[Exercise prompt] The answer must be every line below that contains the string "PartialEq".
[Data in this exercise Boundary: Start]
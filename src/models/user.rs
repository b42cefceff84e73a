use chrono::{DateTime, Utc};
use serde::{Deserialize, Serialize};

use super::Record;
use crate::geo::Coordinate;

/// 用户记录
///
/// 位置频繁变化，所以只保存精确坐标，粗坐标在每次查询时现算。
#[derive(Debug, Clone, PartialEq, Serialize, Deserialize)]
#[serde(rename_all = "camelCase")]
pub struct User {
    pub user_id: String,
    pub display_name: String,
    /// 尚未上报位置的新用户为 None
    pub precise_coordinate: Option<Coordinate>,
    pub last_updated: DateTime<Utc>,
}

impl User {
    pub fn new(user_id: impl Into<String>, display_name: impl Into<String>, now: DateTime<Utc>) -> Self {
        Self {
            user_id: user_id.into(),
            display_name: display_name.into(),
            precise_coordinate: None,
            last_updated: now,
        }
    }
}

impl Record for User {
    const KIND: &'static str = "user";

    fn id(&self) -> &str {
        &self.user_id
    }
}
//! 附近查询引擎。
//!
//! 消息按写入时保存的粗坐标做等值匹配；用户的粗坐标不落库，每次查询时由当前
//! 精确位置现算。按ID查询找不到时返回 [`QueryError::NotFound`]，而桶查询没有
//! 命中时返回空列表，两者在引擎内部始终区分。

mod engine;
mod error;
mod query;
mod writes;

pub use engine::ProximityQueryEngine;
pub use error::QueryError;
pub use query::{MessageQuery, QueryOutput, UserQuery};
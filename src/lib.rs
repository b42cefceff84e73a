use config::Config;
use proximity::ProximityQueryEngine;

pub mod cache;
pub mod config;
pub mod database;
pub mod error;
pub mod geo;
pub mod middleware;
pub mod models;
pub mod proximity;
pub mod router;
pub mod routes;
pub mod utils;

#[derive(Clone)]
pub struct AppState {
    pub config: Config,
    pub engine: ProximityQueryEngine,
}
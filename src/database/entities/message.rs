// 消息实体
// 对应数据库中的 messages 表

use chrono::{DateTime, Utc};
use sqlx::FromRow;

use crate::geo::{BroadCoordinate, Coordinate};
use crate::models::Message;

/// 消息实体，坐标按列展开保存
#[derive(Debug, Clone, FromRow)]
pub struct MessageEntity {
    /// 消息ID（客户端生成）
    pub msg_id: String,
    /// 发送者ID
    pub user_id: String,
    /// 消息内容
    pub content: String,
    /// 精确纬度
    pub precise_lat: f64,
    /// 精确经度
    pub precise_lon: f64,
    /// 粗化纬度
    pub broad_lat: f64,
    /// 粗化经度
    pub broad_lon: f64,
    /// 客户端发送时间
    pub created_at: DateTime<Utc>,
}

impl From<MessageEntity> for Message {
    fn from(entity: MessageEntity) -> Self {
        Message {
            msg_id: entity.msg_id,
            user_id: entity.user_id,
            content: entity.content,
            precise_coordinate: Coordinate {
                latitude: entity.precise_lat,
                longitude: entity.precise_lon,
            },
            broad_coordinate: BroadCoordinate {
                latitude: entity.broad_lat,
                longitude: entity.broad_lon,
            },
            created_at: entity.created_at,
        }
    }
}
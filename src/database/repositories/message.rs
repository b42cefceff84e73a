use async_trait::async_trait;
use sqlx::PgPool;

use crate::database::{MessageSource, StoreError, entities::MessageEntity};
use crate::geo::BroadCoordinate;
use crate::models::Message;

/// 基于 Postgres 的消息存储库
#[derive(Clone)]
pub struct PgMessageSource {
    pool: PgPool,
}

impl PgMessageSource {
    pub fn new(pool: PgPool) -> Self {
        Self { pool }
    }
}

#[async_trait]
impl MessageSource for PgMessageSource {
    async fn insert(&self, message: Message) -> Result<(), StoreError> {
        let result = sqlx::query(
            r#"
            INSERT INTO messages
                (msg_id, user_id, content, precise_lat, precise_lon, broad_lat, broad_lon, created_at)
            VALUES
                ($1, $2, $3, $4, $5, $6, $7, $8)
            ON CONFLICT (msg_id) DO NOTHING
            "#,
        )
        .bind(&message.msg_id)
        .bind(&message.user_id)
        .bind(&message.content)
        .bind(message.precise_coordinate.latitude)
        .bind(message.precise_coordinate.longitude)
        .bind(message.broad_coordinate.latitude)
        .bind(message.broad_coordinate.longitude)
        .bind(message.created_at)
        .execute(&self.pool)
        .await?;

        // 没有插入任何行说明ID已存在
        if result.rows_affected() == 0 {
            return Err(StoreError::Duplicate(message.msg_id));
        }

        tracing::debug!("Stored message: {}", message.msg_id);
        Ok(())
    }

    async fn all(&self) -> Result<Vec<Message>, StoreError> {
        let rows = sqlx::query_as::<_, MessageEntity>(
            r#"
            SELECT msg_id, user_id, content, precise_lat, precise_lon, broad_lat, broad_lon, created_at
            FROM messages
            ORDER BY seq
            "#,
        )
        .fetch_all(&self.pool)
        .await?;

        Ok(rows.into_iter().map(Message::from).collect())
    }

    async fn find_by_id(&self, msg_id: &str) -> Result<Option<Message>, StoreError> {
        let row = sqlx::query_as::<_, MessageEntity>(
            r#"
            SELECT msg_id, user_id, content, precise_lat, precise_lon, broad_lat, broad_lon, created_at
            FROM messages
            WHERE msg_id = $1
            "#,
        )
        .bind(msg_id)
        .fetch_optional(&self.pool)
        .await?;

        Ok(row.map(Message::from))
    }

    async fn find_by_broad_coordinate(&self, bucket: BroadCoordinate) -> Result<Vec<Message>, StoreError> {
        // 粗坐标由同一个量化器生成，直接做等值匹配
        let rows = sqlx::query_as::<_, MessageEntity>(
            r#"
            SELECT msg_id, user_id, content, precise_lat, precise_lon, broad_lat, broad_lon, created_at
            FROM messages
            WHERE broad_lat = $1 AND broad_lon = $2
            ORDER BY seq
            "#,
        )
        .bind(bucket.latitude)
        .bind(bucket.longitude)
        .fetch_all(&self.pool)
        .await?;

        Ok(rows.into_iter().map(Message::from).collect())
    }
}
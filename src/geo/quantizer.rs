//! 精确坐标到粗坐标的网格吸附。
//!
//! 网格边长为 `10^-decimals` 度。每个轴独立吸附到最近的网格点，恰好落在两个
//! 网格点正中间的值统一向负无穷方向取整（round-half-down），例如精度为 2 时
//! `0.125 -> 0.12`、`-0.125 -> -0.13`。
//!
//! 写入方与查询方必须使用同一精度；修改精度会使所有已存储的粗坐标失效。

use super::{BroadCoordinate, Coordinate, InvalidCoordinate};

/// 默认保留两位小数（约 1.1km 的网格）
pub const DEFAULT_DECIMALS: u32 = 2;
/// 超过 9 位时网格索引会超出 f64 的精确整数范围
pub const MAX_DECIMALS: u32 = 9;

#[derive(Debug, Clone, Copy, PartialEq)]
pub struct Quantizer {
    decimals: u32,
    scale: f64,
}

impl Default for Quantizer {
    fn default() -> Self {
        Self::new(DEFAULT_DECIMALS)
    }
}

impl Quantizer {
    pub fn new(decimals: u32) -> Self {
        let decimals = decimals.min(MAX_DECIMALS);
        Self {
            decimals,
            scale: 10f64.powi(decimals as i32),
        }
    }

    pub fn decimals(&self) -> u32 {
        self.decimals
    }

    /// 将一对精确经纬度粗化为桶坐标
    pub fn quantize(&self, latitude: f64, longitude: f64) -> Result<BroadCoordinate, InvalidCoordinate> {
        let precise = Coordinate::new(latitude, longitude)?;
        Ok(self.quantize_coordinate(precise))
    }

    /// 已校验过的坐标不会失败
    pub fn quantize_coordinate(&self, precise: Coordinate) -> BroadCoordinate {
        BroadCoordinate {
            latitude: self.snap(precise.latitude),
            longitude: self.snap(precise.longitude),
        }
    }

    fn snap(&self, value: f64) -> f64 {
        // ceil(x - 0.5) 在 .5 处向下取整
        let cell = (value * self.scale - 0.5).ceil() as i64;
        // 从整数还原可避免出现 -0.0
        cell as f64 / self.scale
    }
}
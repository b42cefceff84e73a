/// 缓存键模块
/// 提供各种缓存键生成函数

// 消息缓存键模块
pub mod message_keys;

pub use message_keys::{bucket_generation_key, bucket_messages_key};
[Data in this exercise Boundary: End]
[Data in this exercise Boundary: Start]
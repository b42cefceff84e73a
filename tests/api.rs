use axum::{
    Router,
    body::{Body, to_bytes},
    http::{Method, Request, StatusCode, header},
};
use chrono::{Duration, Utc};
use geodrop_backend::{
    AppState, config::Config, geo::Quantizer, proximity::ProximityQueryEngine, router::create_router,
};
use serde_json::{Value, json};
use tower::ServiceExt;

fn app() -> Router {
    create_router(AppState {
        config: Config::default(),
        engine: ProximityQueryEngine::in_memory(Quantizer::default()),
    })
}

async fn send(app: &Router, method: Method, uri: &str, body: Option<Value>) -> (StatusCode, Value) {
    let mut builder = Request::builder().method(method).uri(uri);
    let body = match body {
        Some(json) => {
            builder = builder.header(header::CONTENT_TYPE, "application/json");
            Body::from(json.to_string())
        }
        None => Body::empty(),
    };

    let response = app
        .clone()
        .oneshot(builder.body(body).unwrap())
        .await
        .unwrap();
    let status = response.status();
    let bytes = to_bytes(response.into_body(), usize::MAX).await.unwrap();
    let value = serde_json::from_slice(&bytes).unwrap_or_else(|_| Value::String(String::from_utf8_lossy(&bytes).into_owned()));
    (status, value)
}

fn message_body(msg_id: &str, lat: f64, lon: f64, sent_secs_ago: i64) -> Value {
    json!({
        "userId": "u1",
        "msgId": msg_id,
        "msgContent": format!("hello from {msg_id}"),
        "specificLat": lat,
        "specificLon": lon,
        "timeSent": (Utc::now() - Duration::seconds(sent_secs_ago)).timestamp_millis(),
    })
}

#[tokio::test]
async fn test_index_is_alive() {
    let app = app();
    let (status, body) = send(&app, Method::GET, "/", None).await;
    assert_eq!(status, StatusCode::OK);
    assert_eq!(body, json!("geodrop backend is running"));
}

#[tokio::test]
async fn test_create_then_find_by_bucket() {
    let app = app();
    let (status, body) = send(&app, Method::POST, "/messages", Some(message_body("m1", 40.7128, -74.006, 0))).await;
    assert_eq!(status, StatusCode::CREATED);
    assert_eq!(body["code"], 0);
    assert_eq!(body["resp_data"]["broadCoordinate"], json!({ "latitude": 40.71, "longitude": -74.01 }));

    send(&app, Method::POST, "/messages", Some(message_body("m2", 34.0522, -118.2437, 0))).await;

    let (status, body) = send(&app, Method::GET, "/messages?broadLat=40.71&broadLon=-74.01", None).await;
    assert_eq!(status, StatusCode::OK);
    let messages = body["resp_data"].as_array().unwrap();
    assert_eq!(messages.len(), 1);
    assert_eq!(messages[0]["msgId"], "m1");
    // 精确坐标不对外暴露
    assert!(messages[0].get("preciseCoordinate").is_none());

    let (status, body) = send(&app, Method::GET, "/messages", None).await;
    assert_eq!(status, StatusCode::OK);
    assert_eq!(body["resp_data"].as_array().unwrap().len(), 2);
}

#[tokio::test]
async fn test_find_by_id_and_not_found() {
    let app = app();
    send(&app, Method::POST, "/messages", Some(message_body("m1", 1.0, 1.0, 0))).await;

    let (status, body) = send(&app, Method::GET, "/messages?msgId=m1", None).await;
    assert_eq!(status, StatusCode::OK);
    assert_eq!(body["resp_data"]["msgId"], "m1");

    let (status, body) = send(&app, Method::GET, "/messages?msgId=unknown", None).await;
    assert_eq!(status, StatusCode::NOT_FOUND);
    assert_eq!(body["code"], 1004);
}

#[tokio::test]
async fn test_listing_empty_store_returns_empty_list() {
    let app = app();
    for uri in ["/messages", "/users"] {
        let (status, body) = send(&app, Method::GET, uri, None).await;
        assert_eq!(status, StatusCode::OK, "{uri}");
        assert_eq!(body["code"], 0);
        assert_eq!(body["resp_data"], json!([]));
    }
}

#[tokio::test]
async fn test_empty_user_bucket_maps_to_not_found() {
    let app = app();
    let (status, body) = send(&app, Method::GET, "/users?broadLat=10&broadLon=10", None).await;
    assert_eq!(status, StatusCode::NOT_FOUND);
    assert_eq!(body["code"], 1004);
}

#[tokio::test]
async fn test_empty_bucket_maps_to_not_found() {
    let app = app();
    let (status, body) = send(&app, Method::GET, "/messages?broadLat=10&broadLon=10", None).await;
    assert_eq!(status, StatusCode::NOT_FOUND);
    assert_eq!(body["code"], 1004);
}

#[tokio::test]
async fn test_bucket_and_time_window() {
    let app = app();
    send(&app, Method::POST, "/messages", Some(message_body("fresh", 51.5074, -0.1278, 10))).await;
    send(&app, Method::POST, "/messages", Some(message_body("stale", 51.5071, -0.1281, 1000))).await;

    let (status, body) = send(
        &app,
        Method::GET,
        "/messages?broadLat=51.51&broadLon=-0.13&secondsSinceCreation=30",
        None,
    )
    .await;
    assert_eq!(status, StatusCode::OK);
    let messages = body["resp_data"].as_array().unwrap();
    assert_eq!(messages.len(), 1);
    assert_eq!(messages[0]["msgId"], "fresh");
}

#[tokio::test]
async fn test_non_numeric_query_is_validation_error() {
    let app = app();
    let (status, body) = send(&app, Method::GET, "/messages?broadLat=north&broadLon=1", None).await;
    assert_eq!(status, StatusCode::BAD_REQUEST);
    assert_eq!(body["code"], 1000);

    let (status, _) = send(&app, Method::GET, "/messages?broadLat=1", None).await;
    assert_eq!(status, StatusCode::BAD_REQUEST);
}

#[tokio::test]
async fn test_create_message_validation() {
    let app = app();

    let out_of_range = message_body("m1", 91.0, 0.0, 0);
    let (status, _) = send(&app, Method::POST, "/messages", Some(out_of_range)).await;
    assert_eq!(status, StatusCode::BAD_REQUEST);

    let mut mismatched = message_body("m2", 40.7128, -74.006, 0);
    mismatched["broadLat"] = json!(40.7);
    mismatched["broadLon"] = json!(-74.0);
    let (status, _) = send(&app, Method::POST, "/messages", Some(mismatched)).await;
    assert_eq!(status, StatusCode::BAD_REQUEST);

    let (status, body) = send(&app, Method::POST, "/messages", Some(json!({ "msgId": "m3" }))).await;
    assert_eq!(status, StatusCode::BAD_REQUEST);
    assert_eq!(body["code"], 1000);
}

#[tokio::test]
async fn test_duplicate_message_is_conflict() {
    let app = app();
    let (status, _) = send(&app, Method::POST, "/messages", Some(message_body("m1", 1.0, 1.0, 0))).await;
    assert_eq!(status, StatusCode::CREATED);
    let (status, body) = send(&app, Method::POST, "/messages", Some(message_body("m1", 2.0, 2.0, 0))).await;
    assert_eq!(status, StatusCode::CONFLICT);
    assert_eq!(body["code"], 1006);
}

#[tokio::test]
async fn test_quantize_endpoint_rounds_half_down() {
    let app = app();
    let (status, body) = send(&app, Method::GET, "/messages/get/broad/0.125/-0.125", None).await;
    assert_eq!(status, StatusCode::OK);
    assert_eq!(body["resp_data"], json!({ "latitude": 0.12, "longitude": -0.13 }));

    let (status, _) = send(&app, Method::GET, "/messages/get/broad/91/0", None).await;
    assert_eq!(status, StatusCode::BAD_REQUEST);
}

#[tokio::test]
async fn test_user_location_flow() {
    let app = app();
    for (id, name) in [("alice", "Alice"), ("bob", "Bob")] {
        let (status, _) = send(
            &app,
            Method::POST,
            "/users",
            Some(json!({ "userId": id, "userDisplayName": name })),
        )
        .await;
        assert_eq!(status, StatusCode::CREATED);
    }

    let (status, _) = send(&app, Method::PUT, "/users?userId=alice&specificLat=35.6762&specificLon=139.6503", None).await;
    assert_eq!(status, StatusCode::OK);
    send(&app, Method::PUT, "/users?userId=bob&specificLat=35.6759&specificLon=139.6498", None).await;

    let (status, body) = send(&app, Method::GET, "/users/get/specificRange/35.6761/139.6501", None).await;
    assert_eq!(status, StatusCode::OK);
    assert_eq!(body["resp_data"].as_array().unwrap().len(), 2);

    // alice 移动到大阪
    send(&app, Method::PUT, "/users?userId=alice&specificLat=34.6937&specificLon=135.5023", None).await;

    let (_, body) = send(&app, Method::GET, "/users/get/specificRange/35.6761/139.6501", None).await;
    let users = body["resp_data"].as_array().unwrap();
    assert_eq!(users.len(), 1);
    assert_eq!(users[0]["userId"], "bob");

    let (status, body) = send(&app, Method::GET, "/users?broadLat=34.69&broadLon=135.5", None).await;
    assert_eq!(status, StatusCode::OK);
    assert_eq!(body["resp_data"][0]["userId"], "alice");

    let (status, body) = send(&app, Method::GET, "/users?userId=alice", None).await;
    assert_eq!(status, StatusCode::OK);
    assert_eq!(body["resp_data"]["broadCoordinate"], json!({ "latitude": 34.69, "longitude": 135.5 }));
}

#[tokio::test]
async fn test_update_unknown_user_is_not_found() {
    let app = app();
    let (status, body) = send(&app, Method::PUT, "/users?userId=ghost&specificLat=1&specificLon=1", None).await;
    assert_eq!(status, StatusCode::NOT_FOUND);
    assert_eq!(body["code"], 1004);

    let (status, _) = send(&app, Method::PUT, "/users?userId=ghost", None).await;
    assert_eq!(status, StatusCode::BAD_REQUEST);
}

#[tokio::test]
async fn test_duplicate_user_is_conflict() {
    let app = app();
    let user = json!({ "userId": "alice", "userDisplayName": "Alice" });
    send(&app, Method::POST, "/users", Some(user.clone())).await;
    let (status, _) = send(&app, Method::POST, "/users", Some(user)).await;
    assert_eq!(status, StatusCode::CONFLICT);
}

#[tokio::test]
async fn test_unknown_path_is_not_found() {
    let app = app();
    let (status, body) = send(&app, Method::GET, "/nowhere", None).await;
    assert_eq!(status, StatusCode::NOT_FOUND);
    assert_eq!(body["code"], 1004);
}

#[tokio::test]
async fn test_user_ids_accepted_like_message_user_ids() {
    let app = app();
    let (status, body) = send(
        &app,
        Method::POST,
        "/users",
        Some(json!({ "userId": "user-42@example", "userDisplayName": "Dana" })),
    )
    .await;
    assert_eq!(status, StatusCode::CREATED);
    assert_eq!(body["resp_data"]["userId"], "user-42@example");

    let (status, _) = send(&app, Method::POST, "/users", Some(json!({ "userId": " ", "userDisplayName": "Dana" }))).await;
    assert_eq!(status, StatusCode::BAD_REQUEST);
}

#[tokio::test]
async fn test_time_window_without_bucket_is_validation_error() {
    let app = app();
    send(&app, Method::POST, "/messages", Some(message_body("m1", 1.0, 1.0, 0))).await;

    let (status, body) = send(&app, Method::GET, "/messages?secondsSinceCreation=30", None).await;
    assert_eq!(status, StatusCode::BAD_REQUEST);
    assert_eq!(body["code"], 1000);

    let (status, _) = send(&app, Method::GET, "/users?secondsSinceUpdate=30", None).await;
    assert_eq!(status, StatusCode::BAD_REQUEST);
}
[Data in this exercise Boundary: End]
[Data in this exercise Boundary: Start]
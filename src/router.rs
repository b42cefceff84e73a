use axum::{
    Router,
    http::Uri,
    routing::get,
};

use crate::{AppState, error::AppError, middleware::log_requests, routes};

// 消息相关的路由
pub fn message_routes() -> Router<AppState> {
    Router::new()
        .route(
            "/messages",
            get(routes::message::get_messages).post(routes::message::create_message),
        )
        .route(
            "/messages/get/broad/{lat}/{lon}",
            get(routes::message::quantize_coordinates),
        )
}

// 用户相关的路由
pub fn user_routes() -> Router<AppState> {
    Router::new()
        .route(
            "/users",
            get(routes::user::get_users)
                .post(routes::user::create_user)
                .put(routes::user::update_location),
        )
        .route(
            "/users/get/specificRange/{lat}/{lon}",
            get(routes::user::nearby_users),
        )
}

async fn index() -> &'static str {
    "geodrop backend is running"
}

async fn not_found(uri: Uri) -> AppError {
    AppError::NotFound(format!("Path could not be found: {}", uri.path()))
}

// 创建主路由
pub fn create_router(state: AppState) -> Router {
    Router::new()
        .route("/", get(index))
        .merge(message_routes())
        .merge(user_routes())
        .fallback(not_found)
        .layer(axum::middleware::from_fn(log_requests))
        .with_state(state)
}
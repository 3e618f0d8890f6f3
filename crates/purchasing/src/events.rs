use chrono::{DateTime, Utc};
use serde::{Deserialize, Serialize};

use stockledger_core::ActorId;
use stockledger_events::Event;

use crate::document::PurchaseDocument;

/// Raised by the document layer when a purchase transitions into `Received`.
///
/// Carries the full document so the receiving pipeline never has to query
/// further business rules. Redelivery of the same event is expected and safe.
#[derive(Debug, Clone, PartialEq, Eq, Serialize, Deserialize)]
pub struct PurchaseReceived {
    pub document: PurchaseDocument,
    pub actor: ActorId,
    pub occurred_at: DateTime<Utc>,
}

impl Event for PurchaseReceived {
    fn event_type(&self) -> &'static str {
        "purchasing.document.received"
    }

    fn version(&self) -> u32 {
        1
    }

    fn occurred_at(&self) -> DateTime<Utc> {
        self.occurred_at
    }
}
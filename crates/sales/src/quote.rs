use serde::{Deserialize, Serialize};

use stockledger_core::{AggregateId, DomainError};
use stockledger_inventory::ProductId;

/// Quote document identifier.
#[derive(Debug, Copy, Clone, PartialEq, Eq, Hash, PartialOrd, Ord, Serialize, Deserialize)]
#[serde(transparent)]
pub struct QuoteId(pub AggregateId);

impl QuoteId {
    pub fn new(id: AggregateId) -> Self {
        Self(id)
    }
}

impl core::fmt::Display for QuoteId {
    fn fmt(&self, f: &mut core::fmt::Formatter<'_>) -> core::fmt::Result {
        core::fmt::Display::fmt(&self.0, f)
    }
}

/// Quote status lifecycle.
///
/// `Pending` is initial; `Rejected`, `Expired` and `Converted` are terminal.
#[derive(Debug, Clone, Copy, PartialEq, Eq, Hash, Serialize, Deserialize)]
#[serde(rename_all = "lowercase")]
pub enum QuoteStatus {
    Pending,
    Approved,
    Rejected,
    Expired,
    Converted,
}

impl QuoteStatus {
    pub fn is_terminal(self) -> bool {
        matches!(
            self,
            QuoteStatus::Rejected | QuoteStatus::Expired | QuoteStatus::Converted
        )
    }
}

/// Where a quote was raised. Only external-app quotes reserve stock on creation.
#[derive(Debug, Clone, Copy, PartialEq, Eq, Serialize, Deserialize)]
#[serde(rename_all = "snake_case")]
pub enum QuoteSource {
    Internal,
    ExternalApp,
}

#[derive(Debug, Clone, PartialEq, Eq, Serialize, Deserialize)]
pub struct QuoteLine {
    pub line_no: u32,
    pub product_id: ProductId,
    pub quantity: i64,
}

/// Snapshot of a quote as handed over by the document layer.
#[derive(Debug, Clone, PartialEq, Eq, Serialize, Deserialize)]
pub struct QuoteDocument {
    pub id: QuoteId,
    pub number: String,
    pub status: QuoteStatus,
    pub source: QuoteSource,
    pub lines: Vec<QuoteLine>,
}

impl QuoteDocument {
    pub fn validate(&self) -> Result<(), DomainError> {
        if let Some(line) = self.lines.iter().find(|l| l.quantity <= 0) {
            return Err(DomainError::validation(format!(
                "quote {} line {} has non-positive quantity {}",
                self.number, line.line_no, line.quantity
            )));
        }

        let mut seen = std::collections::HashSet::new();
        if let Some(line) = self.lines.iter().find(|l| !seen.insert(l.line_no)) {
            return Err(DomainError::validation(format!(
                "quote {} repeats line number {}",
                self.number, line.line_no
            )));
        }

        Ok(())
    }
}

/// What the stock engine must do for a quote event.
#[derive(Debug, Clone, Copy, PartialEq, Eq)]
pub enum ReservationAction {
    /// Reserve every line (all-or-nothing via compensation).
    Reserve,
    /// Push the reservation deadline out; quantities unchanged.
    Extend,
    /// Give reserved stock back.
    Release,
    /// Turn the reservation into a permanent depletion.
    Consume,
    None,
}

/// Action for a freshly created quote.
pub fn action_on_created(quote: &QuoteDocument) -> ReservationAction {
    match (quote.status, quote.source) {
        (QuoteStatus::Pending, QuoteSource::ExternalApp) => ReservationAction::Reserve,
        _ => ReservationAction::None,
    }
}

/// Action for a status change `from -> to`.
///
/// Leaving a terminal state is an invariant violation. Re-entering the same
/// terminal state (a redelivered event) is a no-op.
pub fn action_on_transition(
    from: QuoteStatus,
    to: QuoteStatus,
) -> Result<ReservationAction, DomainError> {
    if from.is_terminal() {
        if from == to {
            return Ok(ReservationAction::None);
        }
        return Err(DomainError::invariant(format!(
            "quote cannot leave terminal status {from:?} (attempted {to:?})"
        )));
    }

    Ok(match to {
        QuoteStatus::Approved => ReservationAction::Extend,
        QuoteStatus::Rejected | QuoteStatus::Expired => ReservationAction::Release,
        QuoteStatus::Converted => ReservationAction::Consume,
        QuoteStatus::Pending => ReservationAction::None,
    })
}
[Data in this exercise Boundary: End]
[Solution]
#[derive(Debug, Clone, PartialEq, Serialize, Deserialize)]
#[derive(Debug, Clone, Copy, PartialEq)]
#[derive(Debug, Clone, PartialEq, Eq, Serialize, Deserialize)]
#[derive(Debug, Copy, Clone, PartialEq, Eq, Hash, PartialOrd, Ord, Serialize, Deserialize)]
#[derive(Debug, Clone, Copy, PartialEq, Eq, Hash, Serialize, Deserialize)]
#[derive(Debug, Clone, Copy, PartialEq, Eq, Serialize, Deserialize)]
#[derive(Debug, Clone, PartialEq, Eq, Serialize, Deserialize)]
#[derive(Debug, Clone, PartialEq, Eq, Serialize, Deserialize)]
#[derive(Debug, Clone, Copy, PartialEq, Eq)]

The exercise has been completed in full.